Season Seven of Voyager wasn't to be the final nail in the coffin of new television Star Trek, however, as it was announced that a brand new series, set a generation before the exploits of Kirk, would go into production for airing from September 2001.
Enterprise was set aboard the previously unmentioned experimental prototype of the Enterprise, under the command of Captain Jonathan Archer (Scott Bakula). The opening episode kicked-off with the first encounter with the Klingons.
Pocket Books' inevitable spin-off titles started in 2001 with a hardback novelisation of Enterprise's opening story Broken Bow, written by Diane Carey.

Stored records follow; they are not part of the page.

// Copyright 2024. The Jarrah Project
//
// Redistribution and use in source and binary forms, with or without modification, are permitted provided that the
// following conditions are met:
//
// 1. Redistributions of source code must retain the above copyright notice, this list of conditions and the following
// disclaimer.
//
// 2. Redistributions in binary form must reproduce the above copyright notice, this list of conditions and the
// following disclaimer in the documentation and/or other materials provided with the distribution.
//
// 3. Neither the name of the copyright holder nor the names of its contributors may be used to endorse or promote
// products derived from this software without specific prior written permission.
//
// THIS SOFTWARE IS PROVIDED BY THE COPYRIGHT HOLDERS AND CONTRIBUTORS "AS IS" AND ANY EXPRESS OR IMPLIED WARRANTIES,
// INCLUDING, BUT NOT LIMITED TO, THE IMPLIED WARRANTIES OF MERCHANTABILITY AND FITNESS FOR A PARTICULAR PURPOSE ARE
// DISCLAIMED. IN NO EVENT SHALL THE COPYRIGHT HOLDER OR CONTRIBUTORS BE LIABLE FOR ANY DIRECT, INDIRECT, INCIDENTAL,
// SPECIAL, EXEMPLARY, OR CONSEQUENTIAL DAMAGES (INCLUDING, BUT NOT LIMITED TO, PROCUREMENT OF SUBSTITUTE GOODS OR
// SERVICES; LOSS OF USE, DATA, OR PROFITS; OR BUSINESS INTERRUPTION) HOWEVER CAUSED AND ON ANY THEORY OF LIABILITY,
// WHETHER IN CONTRACT, STRICT LIABILITY, OR TORT (INCLUDING NEGLIGENCE OR OTHERWISE) ARISING IN ANY WAY OUT OF THE
// USE OF THIS SOFTWARE, EVEN IF ADVISED OF THE POSSIBILITY OF SUCH DAMAGE.

mod error;
mod synchronizer;
mod validator;

pub use error::SyncError;
pub use synchronizer::{ChainSynchronizer, SyncOutcome, BLOCK_BATCH_SIZE, HEADER_BATCH_SIZE};
pub use validator::HeaderSyncValidator;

However, despite an interesting premise (and changing its title to Star Trek: Enterprise from Season Three), the same old problems that had bedevilled Voyager were still in evidence with Enterprise. Cardboard characters and too much time travel were once more in evidence, and by 2005 the ratings were in terminal decline. Much to the relief of many Star Trek fans, the series was finally put out of its misery after four mediocre seasons. The final episode is widely regarded as the ultimate example of the distance the franchise had fallen since the early 1990s, being as much of a showcase for two Next Generation characters as it was a respectable closing for viewers that had stayed the distance.
Unsurprisingly, the failure of Enterprise — as well as the indifferent response to the Star Trek: Nemesis movie in 2002 — saw the franchise being put on hold for several years.
Off screen, Pocket Books' approach to Star Trek fiction also underwent a major change, with releases being cut back to just one title per month from Autumn 2005. However, with the continuing Next Generation, Deep Space Nine and Voyager novels forging ahead with their own continuations, and a number of authors now hard at work on side-projects that cover the more tangential aspects of the Star Trek universe, it seem that, as with the Doctor Who books of the 1990s, the lack of new television episodes has forced the storytelling to be more adventurous.